• _PROBLEM TO SOLVE_
Find the lines of data that contain the string "readable", then list them.

• _DATA UNDER STUDY_

//! Lock-free Single-Producer Single-Consumer 音频传输环形缓冲区
//!
//! 设计目标：
//! - 零锁：生产者和消费者完全无锁操作，读写互为 wait-free
//! - 零分配：所有内存在初始化时预分配
//! - 缓存友好：游标使用 `CachePadded` 避免 false sharing
//! - 内存锁定：可选 mlock 防止 page fault
//!
//! 用于解码/重采样线程（生产者）和硬件 render callback（消费者）之间的数据传递。
//!
//! 溢出策略：写入永远全部接受。空间不足时丢弃最旧的未读帧（推进读游标），
//! 每次触发溢出的 `write` 只计一次 overrun。读不够时返回实际帧数，计一次 underrun。
//!
//! 游标是单调递增的帧计数（u64，不回绕），存储偏移 = 游标 % 容量。
//! 读游标可能被三方推进（消费者读、生产者溢出、控制面 flush），
//! 因此一律用 `fetch_max`，保证游标永不后退。
//!
//! **溢出与并发读：** 溢出时生产者先推进读游标，再覆写旧槽位，
//! 此时消费者可能正在拷贝同一区域。槽位是原子 `u32`（样本的位模式），不会出现 UB。
//! 消费者拷贝后重新检查读游标：被推过的帧（已计入 overrun）从结果中剔除，
//! 因此交付给调用方的帧严格 FIFO，同一帧绝不会被交付两次，也不会交付被覆写的槽位。
//! 读游标快照过期（距离超过容量）时重新加载一次即可得到一致的区间。

use std::sync::atomic::{fence, AtomicBool, AtomicU32, AtomicU64, Ordering};
use std::time::Duration;

use crossbeam_utils::CachePadded;
use thiserror::Error;

use super::format::StreamFormat;
use super::stats::Telemetry;

/// 构造参数错误
#[derive(Debug, Error, Clone, Copy, PartialEq, Eq)]
pub enum RingBufferError {
    #[error("ring buffer capacity must be at least one frame")]
    ZeroCapacity,
    #[error("ring buffer needs at least one channel")]
    ZeroChannels,
    #[error("{capacity_frames} frames x {channels} channels overflows sample storage")]
    StorageOverflow {
        capacity_frames: usize,
        channels: usize,
    },
}

/// SPSC 无锁环形缓冲区（交织 f32 样本）
///
/// 内存布局保证：
/// - write_pos / read_pos / generation 各自独占一个 cache line
/// - storage 长度 = capacity * channels，构造后永不重新分配
pub struct RingBuffer {
    storage: Box<[AtomicU32]>,
    capacity: usize,
    channels: usize,

    write_pos: CachePadded<AtomicU64>,
    read_pos: CachePadded<AtomicU64>,
    generation: CachePadded<AtomicU64>,

    underruns: AtomicU64,
    overruns: AtomicU64,

    // 是否已锁定内存
    memory_locked: AtomicBool,
}

impl RingBuffer {
    /// 创建指定容量（帧）和声道数的 Ring Buffer
    ///
    /// 容量不要求是 2 的幂，索引使用取模运算。
    pub fn new(capacity_frames: usize, channels: usize) -> Result<Self, RingBufferError> {
        if capacity_frames == 0 {
            return Err(RingBufferError::ZeroCapacity);
        }
        if channels == 0 {
            return Err(RingBufferError::ZeroChannels);
        }
        let sample_count =
            capacity_frames
                .checked_mul(channels)
                .ok_or(RingBufferError::StorageOverflow {
                    capacity_frames,
                    channels,
                })?;

        let storage: Vec<AtomicU32> = (0..sample_count)
            .map(|_| AtomicU32::new(0f32.to_bits()))
            .collect();

        Ok(Self {
            storage: storage.into_boxed_slice(),
            capacity: capacity_frames,
            channels,
            write_pos: CachePadded::new(AtomicU64::new(0)),
            read_pos: CachePadded::new(AtomicU64::new(0)),
            generation: CachePadded::new(AtomicU64::new(0)),
            underruns: AtomicU64::new(0),
            overruns: AtomicU64::new(0),
            memory_locked: AtomicBool::new(false),
        })
    }

    /// 按格式和时长创建：容量 = 该时长对应的帧数（至少 1 帧）
    pub fn for_format(format: StreamFormat, duration: Duration) -> Result<Self, RingBufferError> {
        let frames = format.frames_for(duration).max(1);
        Self::new(frames, format.samples_per_frame())
    }

    /// 写入交织样本（生产者调用）
    ///
    /// 实际帧数 = min(frame_count, samples.len() / channels)，永远全部接受并返回该值。
    /// 超过容量时只保留最新的 capacity 帧，写游标仍推进完整帧数。
    /// 此函数是 wait-free 的，绝不阻塞、绝不分配
    #[inline]
    pub fn write(&self, samples: &[f32], frame_count: usize) -> usize {
        let frames = frame_count.min(samples.len() / self.channels);
        if frames == 0 {
            return 0;
        }

        let kept = frames.min(self.capacity);
        let skipped = frames - kept;
        let source = &samples[skipped * self.channels..frames * self.channels];

        let capacity = self.capacity as u64;
        let write = self.write_pos.load(Ordering::Relaxed);
        let read = self.read_pos.load(Ordering::Acquire);
        let new_write = write + frames as u64;

        // 溢出：先把读游标推到新写游标后的最早有效帧，再覆写槽位
        let floor = new_write.saturating_sub(capacity);
        if read < floor {
            // 旧值可能已被消费者推过 floor，此时并未真正丢帧
            let previous = self.read_pos.fetch_max(floor, Ordering::AcqRel);
            if previous < floor {
                self.overruns.fetch_add(1, Ordering::Relaxed);
            }
        }

        // 与 commit_read 的 Acquire fence 配对：读到本次覆写值的消费者，
        // 一定能看到覆写前已推进的读游标（溢出或 flush）
        fence(Ordering::Release);
        self.store_frames(new_write - kept as u64, source);

        // 发布：数据先于游标可见
        self.write_pos.store(new_write, Ordering::Release);
        frames
    }

    /// 读取交织样本（消费者调用）
    ///
    /// 请求帧数 = min(frame_count, destination.len() / channels)。
    /// 返回实际读取帧数；不足时计一次 underrun。只有前 返回值 帧有效，
    /// 超出可读帧数的部分不做任何修改（静音填充由调用方负责）。
    /// 此函数是 wait-free 的，绝不阻塞、绝不分配
    #[inline]
    pub fn read(&self, destination: &mut [f32], frame_count: usize) -> usize {
        let wanted = frame_count.min(destination.len() / self.channels);
        if wanted == 0 {
            return 0;
        }

        let snapshot = self.read_pos.load(Ordering::Acquire);
        self.read_from(snapshot, destination, wanted)
    }

    /// 以给定的读游标快照完成一次读取
    ///
    /// 快照与写游标之间可能插入了一次溢出写入，由 `readable` 和 `commit_read` 修正
    fn read_from(&self, snapshot: u64, destination: &mut [f32], wanted: usize) -> usize {
        let write = self.write_pos.load(Ordering::Acquire);
        let (read, available) = self.readable(snapshot, write);
        let frames = wanted.min(available);

        let delivered = if frames == 0 {
            0
        } else {
            self.load_frames(read, &mut destination[..frames * self.channels]);
            self.commit_read(read, frames, destination)
        };

        if delivered < wanted {
            self.underruns.fetch_add(1, Ordering::Relaxed);
        }
        delivered
    }

    /// 由读游标快照和写游标得到 (有效读游标, 可读帧数)
    ///
    /// 距离超过容量说明快照早于某次溢出：生产者先推进读游标再 Release 发布写游标，
    /// 已 Acquire 看到该写游标，重新加载读游标必然落在容量之内。
    #[inline]
    fn readable(&self, snapshot: u64, write: u64) -> (u64, usize) {
        let capacity = self.capacity as u64;
        let mut read = snapshot;
        if write.saturating_sub(read) > capacity {
            read = self.read_pos.load(Ordering::Acquire);
        }
        let available = write.saturating_sub(read).min(capacity) as usize;
        (read, available)
    }

    /// 拷贝完成后提交读游标，返回可交付的帧数
    ///
    /// 拷贝期间若有溢出（或 flush）推进了读游标，被推过的帧已计入 overrun，
    /// 其槽位可能已被覆写：剔除这部分，剩余帧移到 destination 开头。
    #[inline]
    fn commit_read(&self, read: u64, frames: usize, destination: &mut [f32]) -> usize {
        fence(Ordering::Acquire);
        let current = self.read_pos.load(Ordering::Relaxed);
        let end = read + frames as u64;

        let mut delivered = frames;
        if current > read {
            let dropped = (current.min(end) - read) as usize;
            destination.copy_within(dropped * self.channels..frames * self.channels, 0);
            delivered -= dropped;
        }

        // flush 或溢出可能已把读游标推得更远，fetch_max 保证不回退
        self.read_pos.fetch_max(end, Ordering::AcqRel);
        delivered
    }

    /// 获取当前可读帧数（快照，仅供参考）
    #[inline]
    pub fn available_frames(&self) -> usize {
        let read = self.read_pos.load(Ordering::Acquire);
        let write = self.write_pos.load(Ordering::Acquire);
        self.readable(read, write).1
    }

    /// 获取当前可写空间（帧，快照，仅用于生产者节奏控制）
    #[inline]
    pub fn free_frames(&self) -> usize {
        self.capacity - self.available_frames()
    }

    /// 获取容量（帧）
    #[inline]
    pub fn capacity(&self) -> usize {
        self.capacity
    }

    /// 声道数
    #[inline]
    pub fn channels(&self) -> usize {
        self.channels
    }

    /// 获取缓冲区填充比例（用于监控）
    #[inline]
    pub fn fill_ratio(&self) -> f64 {
        self.available_frames() as f64 / self.capacity as f64
    }

    /// 清空缓冲区，可选推进 generation
    ///
    /// 控制面调用（格式切换、流重启），不在实时路径上。
    /// 调用方应保证生产者已暂停；否则并发写入可能让缓冲区在返回后立即非空。
    /// 不重置 telemetry 计数。
    pub fn flush(&self, new_generation: bool) {
        // 空 = read == write，不把任何游标清零
        let write = self.write_pos.load(Ordering::Acquire);
        self.read_pos.fetch_max(write, Ordering::AcqRel);

        if new_generation {
            // 在游标重置之后发布，看到新 generation 的读者一定也看到 flush
            let generation = self.generation.fetch_add(1, Ordering::Release) + 1;
            log::debug!("Ring buffer flushed, generation -> {}", generation);
        } else {
            log::debug!("Ring buffer flushed");
        }
    }

    /// 当前 generation，消费者据此检测格式切换
    #[inline]
    pub fn current_generation(&self) -> u64 {
        self.generation.load(Ordering::Acquire)
    }

    /// 读取 telemetry 计数（任意线程可调用）
    #[inline]
    pub fn telemetry(&self) -> Telemetry {
        Telemetry {
            underruns: self.underruns.load(Ordering::Relaxed),
            overruns: self.overruns.load(Ordering::Relaxed),
        }
    }

    /// 锁定缓冲区内存，防止被换页
    ///
    /// 在实时音频场景下，page fault 会导致严重的时序抖动。
    /// 返回是否成功锁定
    #[cfg(unix)]
    pub fn lock_memory(&self) -> bool {
        if self.memory_locked.load(Ordering::Acquire) {
            return true;
        }

        let ptr = self.storage.as_ptr() as *const libc::c_void;
        let len = self.storage_bytes();

        // SAFETY: ptr/len 覆盖 storage 的整块分配，生命周期与 self 相同
        let result = unsafe { libc::mlock(ptr, len) };

        if result == 0 {
            self.memory_locked.store(true, Ordering::Release);
            log::debug!("Ring buffer memory locked: {} bytes", len);
            true
        } else {
            log::warn!(
                "Failed to lock ring buffer memory: {}",
                std::io::Error::last_os_error()
            );
            false
        }
    }

    #[cfg(not(unix))]
    pub fn lock_memory(&self) -> bool {
        log::warn!("Memory locking is not supported on this platform");
        false
    }

    /// 解锁缓冲区内存
    pub fn unlock_memory(&self) {
        if !self.memory_locked.swap(false, Ordering::AcqRel) {
            return;
        }

        #[cfg(unix)]
        {
            let ptr = self.storage.as_ptr() as *const libc::c_void;
            // SAFETY: 与 lock_memory 使用同一区间
            unsafe {
                libc::munlock(ptr, self.storage_bytes());
            }
        }

        log::debug!("Ring buffer memory unlocked");
    }

    /// 检查内存是否已锁定
    pub fn is_memory_locked(&self) -> bool {
        self.memory_locked.load(Ordering::Acquire)
    }

    fn storage_bytes(&self) -> usize {
        self.storage.len() * std::mem::size_of::<AtomicU32>()
    }

    /// 从 start_frame 对应的偏移开始写入，必要时环绕一次
    ///
    /// samples.len() 不超过 storage.len()（调用方已截断到 capacity 帧）
    #[inline]
    fn store_frames(&self, start_frame: u64, samples: &[f32]) {
        let offset = (start_frame % self.capacity as u64) as usize * self.channels;
        let first = samples.len().min(self.storage.len() - offset);
        let (head, tail) = samples.split_at(first);

        for (slot, sample) in self.storage[offset..offset + first].iter().zip(head) {
            slot.store(sample.to_bits(), Ordering::Relaxed);
        }
        for (slot, sample) in self.storage[..tail.len()].iter().zip(tail) {
            slot.store(sample.to_bits(), Ordering::Relaxed);
        }
    }

    #[inline]
    fn load_frames(&self, start_frame: u64, output: &mut [f32]) {
        let offset = (start_frame % self.capacity as u64) as usize * self.channels;
        let first = output.len().min(self.storage.len() - offset);
        let (head, tail) = output.split_at_mut(first);

        for (sample, slot) in head.iter_mut().zip(&self.storage[offset..offset + first]) {
            *sample = f32::from_bits(slot.load(Ordering::Relaxed));
        }
        let wrapped = tail.len();
        for (sample, slot) in tail.iter_mut().zip(&self.storage[..wrapped]) {
            *sample = f32::from_bits(slot.load(Ordering::Relaxed));
        }
    }
}

impl Drop for RingBuffer {
    fn drop(&mut self) {
        self.unlock_memory();
    }
}

impl std::fmt::Debug for RingBuffer {
    fn fmt(&self, f: &mut std::fmt::Formatter<'_>) -> std::fmt::Result {
        f.debug_struct("RingBuffer")
            .field("capacity", &self.capacity)
            .field("channels", &self.channels)
            .field("available", &self.available_frames())
            .field("generation", &self.current_generation())
            .field("telemetry", &self.telemetry())
            .finish()
    }
}

/// 消费者侧 generation 跟踪
///
/// 缓存上次看到的 generation；变化意味着缓冲区刚为新格式/新会话 flush 过，
/// 与旧 epoch 绑定的插值、滤波、续播状态都应丢弃。
#[derive(Debug, Clone, Copy)]
pub struct GenerationWatch {
    seen: u64,
}

impl GenerationWatch {
    pub fn new(ring_buffer: &RingBuffer) -> Self {
        Self {
            seen: ring_buffer.current_generation(),
        }
    }

    /// 每个轮询周期调用；每次变化只报告一次
    #[inline]
    pub fn changed(&mut self, ring_buffer: &RingBuffer) -> bool {
        let current = ring_buffer.current_generation();
        if current != self.seen {
            self.seen = current;
            true
        } else {
            false
        }
    }

    pub fn generation(&self) -> u64 {
        self.seen
    }
}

• _RESPONSE_
    /// 快照与写游标之间可能插入了一次溢出写入，由 `readable` 和 `commit_read` 修正
        let (read, available) = self.readable(snapshot, write);
    fn readable(&self, snapshot: u64, write: u64) -> (u64, usize) {
        self.readable(read, write).1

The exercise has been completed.